Jim | 3055 comments Mod
Argentine writer Jorge Luis Borges is considered to be one of the originators of magical realism fiction in Latin America. In 1954, critic Ángel Flores, the first to use the term “magical realism”, suggested the movement began with Borges' 1935 collection, Historia universal de la infamia (A Universal History of Infamy).

We will be reading a selection of his short stories in between our Magic Realism novels. Check the schedule for titles and discussion weeks.

Wikipedia entry for Borges:

http://en.wikipedia.org/wiki/Jorge_Lu...


Wikipedia bibliography for Borges:

http://en.wikipedia.org/wiki/Jorge_Lu...

EDIT: The Invention of Morel has been added to the end or our schedule for Borges - the week of December 2, 2013.

Feel free to use this thread to ask questions and post links to resources for Jorge Luis Borges and his short stories.

Also, if you’ve written a review of his work, please post a link to share with the group.


Barbara (barbarasc) | 249 comments The only edition of The Fictions that's available on the Nook (and probably on any e-reader) is Ficciones, which is the original, untranslated edition.

Borges is so popular in the US -- I'm surprised that they don't have the translated edition on the Nook.

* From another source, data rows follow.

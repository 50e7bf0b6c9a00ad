//! Constants lifted from `usr/include/mach-o/loader.h`, `fat.h`,
//! `machine.h` and dyld's `mach-o/fixup-chains.h` / bind opcode tables.

// mach_header magic numbers
pub const MH_MAGIC: u32 = 0xfeedface;
pub const MH_CIGAM: u32 = 0xcefaedfe;
pub const MH_MAGIC_64: u32 = 0xfeedfacf;
pub const MH_CIGAM_64: u32 = 0xcffaedfe;

// fat_header magic numbers; fat headers are big-endian on disk
pub const FAT_MAGIC: u32 = 0xcafebabe;
pub const FAT_CIGAM: u32 = 0xbebafeca;
pub const FAT_MAGIC_64: u32 = 0xcafebabf;
pub const FAT_CIGAM_64: u32 = 0xbfbafeca;

// mach_header filetypes
pub const MH_OBJECT: u32 = 0x1;
pub const MH_EXECUTE: u32 = 0x2;
pub const MH_CORE: u32 = 0x4;
pub const MH_DYLIB: u32 = 0x6;
pub const MH_DYLINKER: u32 = 0x7;
pub const MH_BUNDLE: u32 = 0x8;
pub const MH_DSYM: u32 = 0xa;
pub const MH_KEXT_BUNDLE: u32 = 0xb;
pub const MH_FILESET: u32 = 0xc;

// Set on load commands dyld must understand to run the image
pub const LC_REQ_DYLD: u32 = 0x80000000;

pub const LC_SEGMENT: u32 = 0x1;
pub const LC_SYMTAB: u32 = 0x2;
pub const LC_UNIXTHREAD: u32 = 0x5;
pub const LC_DYSYMTAB: u32 = 0xb;
pub const LC_LOAD_DYLIB: u32 = 0xc;
pub const LC_ID_DYLIB: u32 = 0xd;
pub const LC_LOAD_DYLINKER: u32 = 0xe;
pub const LC_ID_DYLINKER: u32 = 0xf;
pub const LC_SUB_FRAMEWORK: u32 = 0x12;
pub const LC_SUB_CLIENT: u32 = 0x14;
pub const LC_LOAD_WEAK_DYLIB: u32 = 0x18 | LC_REQ_DYLD;
pub const LC_SEGMENT_64: u32 = 0x19;
pub const LC_ROUTINES_64: u32 = 0x1a;
pub const LC_UUID: u32 = 0x1b;
pub const LC_RPATH: u32 = 0x1c | LC_REQ_DYLD;
pub const LC_CODE_SIGNATURE: u32 = 0x1d;
pub const LC_SEGMENT_SPLIT_INFO: u32 = 0x1e;
pub const LC_REEXPORT_DYLIB: u32 = 0x1f | LC_REQ_DYLD;
pub const LC_LAZY_LOAD_DYLIB: u32 = 0x20;
pub const LC_ENCRYPTION_INFO: u32 = 0x21;
pub const LC_DYLD_INFO: u32 = 0x22;
pub const LC_DYLD_INFO_ONLY: u32 = 0x22 | LC_REQ_DYLD;
pub const LC_LOAD_UPWARD_DYLIB: u32 = 0x23 | LC_REQ_DYLD;
pub const LC_VERSION_MIN_MACOSX: u32 = 0x24;
pub const LC_VERSION_MIN_IPHONEOS: u32 = 0x25;
pub const LC_FUNCTION_STARTS: u32 = 0x26;
pub const LC_DYLD_ENVIRONMENT: u32 = 0x27;
pub const LC_MAIN: u32 = 0x28 | LC_REQ_DYLD;
pub const LC_DATA_IN_CODE: u32 = 0x29;
pub const LC_SOURCE_VERSION: u32 = 0x2a;
pub const LC_DYLIB_CODE_SIGN_DRS: u32 = 0x2b;
pub const LC_ENCRYPTION_INFO_64: u32 = 0x2c;
pub const LC_LINKER_OPTION: u32 = 0x2d;
pub const LC_LINKER_OPTIMIZATION_HINT: u32 = 0x2e;
pub const LC_VERSION_MIN_TVOS: u32 = 0x2f;
pub const LC_VERSION_MIN_WATCHOS: u32 = 0x30;
pub const LC_NOTE: u32 = 0x31;
pub const LC_BUILD_VERSION: u32 = 0x32;
pub const LC_DYLD_EXPORTS_TRIE: u32 = 0x33 | LC_REQ_DYLD;
pub const LC_DYLD_CHAINED_FIXUPS: u32 = 0x34 | LC_REQ_DYLD;

// cpu_type_t
pub const CPU_ARCH_ABI64: i32 = 0x0100_0000;
pub const CPU_TYPE_X86: i32 = 7;
pub const CPU_TYPE_X86_64: i32 = CPU_TYPE_X86 | CPU_ARCH_ABI64;
pub const CPU_TYPE_ARM: i32 = 12;
pub const CPU_TYPE_ARM64: i32 = CPU_TYPE_ARM | CPU_ARCH_ABI64;
pub const CPU_TYPE_POWERPC: i32 = 18;
pub const CPU_TYPE_POWERPC64: i32 = CPU_TYPE_POWERPC | CPU_ARCH_ABI64;

// cpu_subtype_t, masked of capability bits
pub const CPU_SUBTYPE_MASK: i32 = 0x00ff_ffff;
pub const CPU_SUBTYPE_ARM_V6: i32 = 6;
pub const CPU_SUBTYPE_ARM_V7: i32 = 9;
pub const CPU_SUBTYPE_ARM_V7S: i32 = 11;
pub const CPU_SUBTYPE_ARM_V7K: i32 = 12;
pub const CPU_SUBTYPE_ARM64_ALL: i32 = 0;
pub const CPU_SUBTYPE_ARM64E: i32 = 2;

// build_version_command platforms
pub const PLATFORM_MACOS: u32 = 1;
pub const PLATFORM_IOS: u32 = 2;
pub const PLATFORM_TVOS: u32 = 3;
pub const PLATFORM_WATCHOS: u32 = 4;
pub const PLATFORM_BRIDGEOS: u32 = 5;
pub const PLATFORM_MACCATALYST: u32 = 6;
pub const PLATFORM_IOSSIMULATOR: u32 = 7;
pub const PLATFORM_TVOSSIMULATOR: u32 = 8;
pub const PLATFORM_WATCHOSSIMULATOR: u32 = 9;
pub const PLATFORM_DRIVERKIT: u32 = 10;

// nlist n_type bit fields
pub const N_STAB: u8 = 0xe0;
pub const N_PEXT: u8 = 0x10;
pub const N_TYPE: u8 = 0x0e;
pub const N_EXT: u8 = 0x01;
pub const N_UNDF: u8 = 0x0;
pub const N_ABS: u8 = 0x2;
pub const N_SECT: u8 = 0xe;
pub const N_INDR: u8 = 0xa;

// dyld bind opcode stream; high nibble is the opcode, low the immediate
pub const BIND_OPCODE_MASK: u8 = 0xf0;
pub const BIND_IMMEDIATE_MASK: u8 = 0x0f;
pub const BIND_OPCODE_DONE: u8 = 0x00;
pub const BIND_OPCODE_SET_DYLIB_ORDINAL_IMM: u8 = 0x10;
pub const BIND_OPCODE_SET_DYLIB_ORDINAL_ULEB: u8 = 0x20;
pub const BIND_OPCODE_SET_DYLIB_SPECIAL_IMM: u8 = 0x30;
pub const BIND_OPCODE_SET_SYMBOL_TRAILING_FLAGS_IMM: u8 = 0x40;
pub const BIND_OPCODE_SET_TYPE_IMM: u8 = 0x50;
pub const BIND_OPCODE_SET_ADDEND_SLEB: u8 = 0x60;
pub const BIND_OPCODE_SET_SEGMENT_AND_OFFSET_ULEB: u8 = 0x70;
pub const BIND_OPCODE_ADD_ADDR_ULEB: u8 = 0x80;
pub const BIND_OPCODE_DO_BIND: u8 = 0x90;
pub const BIND_OPCODE_DO_BIND_ADD_ADDR_ULEB: u8 = 0xa0;
pub const BIND_OPCODE_DO_BIND_ADD_ADDR_IMM_SCALED: u8 = 0xb0;
pub const BIND_OPCODE_DO_BIND_ULEB_TIMES_SKIPPING_ULEB: u8 = 0xc0;

// Special dylib ordinals set via BIND_OPCODE_SET_DYLIB_SPECIAL_IMM
pub const BIND_SPECIAL_DYLIB_SELF: i64 = 0;
pub const BIND_SPECIAL_DYLIB_MAIN_EXECUTABLE: i64 = -1;
pub const BIND_SPECIAL_DYLIB_FLAT_LOOKUP: i64 = -2;
pub const BIND_SPECIAL_DYLIB_WEAK_LOOKUP: i64 = -3;

// Export trie terminal flags
pub const EXPORT_SYMBOL_FLAGS_KIND_MASK: u64 = 0x03;
pub const EXPORT_SYMBOL_FLAGS_WEAK_DEFINITION: u64 = 0x04;
pub const EXPORT_SYMBOL_FLAGS_REEXPORT: u64 = 0x08;
pub const EXPORT_SYMBOL_FLAGS_STUB_AND_RESOLVER: u64 = 0x10;

bitflags::bitflags! {
    /// `mach_header.flags`. Unknown bits are retained so rewritten headers
    /// stay byte-identical.
    #[derive(Debug, Clone, Copy, PartialEq, Eq)]
    pub struct HeaderFlags: u32 {
        const NOUNDEFS = 0x1;
        const INCRLINK = 0x2;
        const DYLDLINK = 0x4;
        const BINDATLOAD = 0x8;
        const PREBOUND = 0x10;
        const SPLIT_SEGS = 0x20;
        const LAZY_INIT = 0x40;
        const TWOLEVEL = 0x80;
        const FORCE_FLAT = 0x100;
        const NOMULTIDEFS = 0x200;
        const NOFIXPREBINDING = 0x400;
        const PREBINDABLE = 0x800;
        const ALLMODSBOUND = 0x1000;
        const SUBSECTIONS_VIA_SYMBOLS = 0x2000;
        const CANONICAL = 0x4000;
        const WEAK_DEFINES = 0x8000;
        const BINDS_TO_WEAK = 0x10000;
        const ALLOW_STACK_EXECUTION = 0x20000;
        const ROOT_SAFE = 0x40000;
        const SETUID_SAFE = 0x80000;
        const NO_REEXPORTED_DYLIBS = 0x100000;
        const PIE = 0x200000;
        const DEAD_STRIPPABLE_DYLIB = 0x400000;
        const HAS_TLV_DESCRIPTORS = 0x800000;
        const NO_HEAP_EXECUTION = 0x1000000;
        const APP_EXTENSION_SAFE = 0x2000000;
        const NLIST_OUTOFSYNC_WITH_DYLDINFO = 0x4000000;
        const SIM_SUPPORT = 0x8000000;
        const DYLIB_IN_CACHE = 0x80000000;

        const _ = !0;
    }
}

/// Human name for a cpu_type/cpu_subtype pair, the way `lipo -info` and
/// `otool` spell them.
pub fn cpu_name(cpu_type: i32, cpu_subtype: i32) -> &'static str {
    match (cpu_type, cpu_subtype & CPU_SUBTYPE_MASK) {
        (CPU_TYPE_X86, _) => "X86",
        (CPU_TYPE_X86_64, _) => "X86_64",
        (CPU_TYPE_ARM, CPU_SUBTYPE_ARM_V6) => "armv6",
        (CPU_TYPE_ARM, CPU_SUBTYPE_ARM_V7) => "armv7",
        (CPU_TYPE_ARM, CPU_SUBTYPE_ARM_V7S) => "armv7s",
        (CPU_TYPE_ARM, CPU_SUBTYPE_ARM_V7K) => "armv7k",
        (CPU_TYPE_ARM, _) => "ARM",
        (CPU_TYPE_ARM64, CPU_SUBTYPE_ARM64E) => "arm64e",
        (CPU_TYPE_ARM64, _) => "ARM64",
        (CPU_TYPE_POWERPC, _) => "PowerPC",
        (CPU_TYPE_POWERPC64, _) => "PowerPC64",
        _ => "unknown",
    }
}

/// Parses an `--extract`-style arch name back into a cpu_type/cpu_subtype
/// pair. Case-insensitive on the fixed names.
pub fn cpu_for_name(name: &str) -> Option<(i32, i32)> {
    let lowered = name.to_ascii_lowercase();
    Some(match lowered.as_str() {
        "x86" | "i386" => (CPU_TYPE_X86, 3),
        "x86_64" => (CPU_TYPE_X86_64, 3),
        "armv6" => (CPU_TYPE_ARM, CPU_SUBTYPE_ARM_V6),
        "armv7" => (CPU_TYPE_ARM, CPU_SUBTYPE_ARM_V7),
        "armv7s" => (CPU_TYPE_ARM, CPU_SUBTYPE_ARM_V7S),
        "armv7k" => (CPU_TYPE_ARM, CPU_SUBTYPE_ARM_V7K),
        "arm64" => (CPU_TYPE_ARM64, CPU_SUBTYPE_ARM64_ALL),
        "arm64e" => (CPU_TYPE_ARM64, CPU_SUBTYPE_ARM64E),
        _ => return None,
    })
}

pub fn platform_name(platform: u32) -> &'static str {
    match platform {
        PLATFORM_MACOS => "macOS",
        PLATFORM_IOS => "iOS",
        PLATFORM_TVOS => "tvOS",
        PLATFORM_WATCHOS => "watchOS",
        PLATFORM_BRIDGEOS => "bridgeOS",
        PLATFORM_MACCATALYST => "Mac Catalyst",
        PLATFORM_IOSSIMULATOR => "iOS Simulator",
        PLATFORM_TVOSSIMULATOR => "tvOS Simulator",
        PLATFORM_WATCHOSSIMULATOR => "watchOS Simulator",
        PLATFORM_DRIVERKIT => "DriverKit",
        _ => "unknown",
    }
}

pub fn filetype_name(filetype: u32) -> &'static str {
    match filetype {
        MH_OBJECT => "object",
        MH_EXECUTE => "executable",
        MH_CORE => "core",
        MH_DYLIB => "dylib",
        MH_DYLINKER => "dylinker",
        MH_BUNDLE => "bundle",
        MH_DSYM => "dSYM",
        MH_KEXT_BUNDLE => "kext",
        MH_FILESET => "fileset",
        _ => "unknown",
    }
}

/// Renders an `X.Y.Z` version packed as `xxxx.yy.zz` nibbles.
pub fn version_string(version: u32) -> String {
    format!(
        "{}.{}.{}",
        version >> 16,
        (version >> 8) & 0xff,
        version & 0xff
    )
}

/// `source_version_command` packs five components as `a.b.c.d.e`
/// (a: 24 bits, the rest 10 bits each).
pub fn source_version_string(version: u64) -> String {
    format!(
        "{}.{}.{}.{}.{}",
        version >> 40,
        (version >> 30) & 0x3ff,
        (version >> 20) & 0x3ff,
        (version >> 10) & 0x3ff,
        version & 0x3ff
    )
}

Does anyone know if this particular story is available in one of his other collections, translated to English, which may be available in e-format??

I knew I should have paid more attention in my Spanish classes!!


message 3: by Jim (new) - added it

Jim | 3055 comments Mod
Barbara wrote: "The only edition of The Fictions that's available on the Nook (and probably on any e-reader) is Ficciones, which is the original, untranslated edition.

Borges is so popular in the US -- I'm surpr..."


It's strange, but Borges has only been digitized in Spanish. Luckily, the Penguin Fictions is a thin book, and so easy on the wrists. His Collected Fictions is 565 pages, but contains all of his work, so if you can manage, I'd go with this one.


Barbara (barbarasc) | 249 comments Thanks Jim! I'll head over to Barnes & Noble to see which edition would be better. Are we going to be reading stories here from the Penguin Fictions, or from the 565 page Collected Fictions??


message 5: by Jim (new) - added it

Jim | 3055 comments Mod
Barbara wrote: "Thanks Jim! I'll head over to Barnes & Noble to see which edition would be better. Are we going to be reading stories here from the Penguin Fictions, or from the 565 page Collected Fictions??"

Plan is to read primarily from Fictions, but I will also be looking through A Universal History of Iniquity which contains some of his earliest short stories. Those early stories are also included in Collected Fictions. So, keeping the wrist situation in mind, you would be fine with Fictions, but if you'd like to have access to all of his short stories, go with Collected Fictions.


Ellie (elliearcher) Interesting article on DFW in the TLS


Whitney | 326 comments Ellie wrote: "Interesting article on DFW in the TLS"

Ellie - could you translate for the acronym impaired?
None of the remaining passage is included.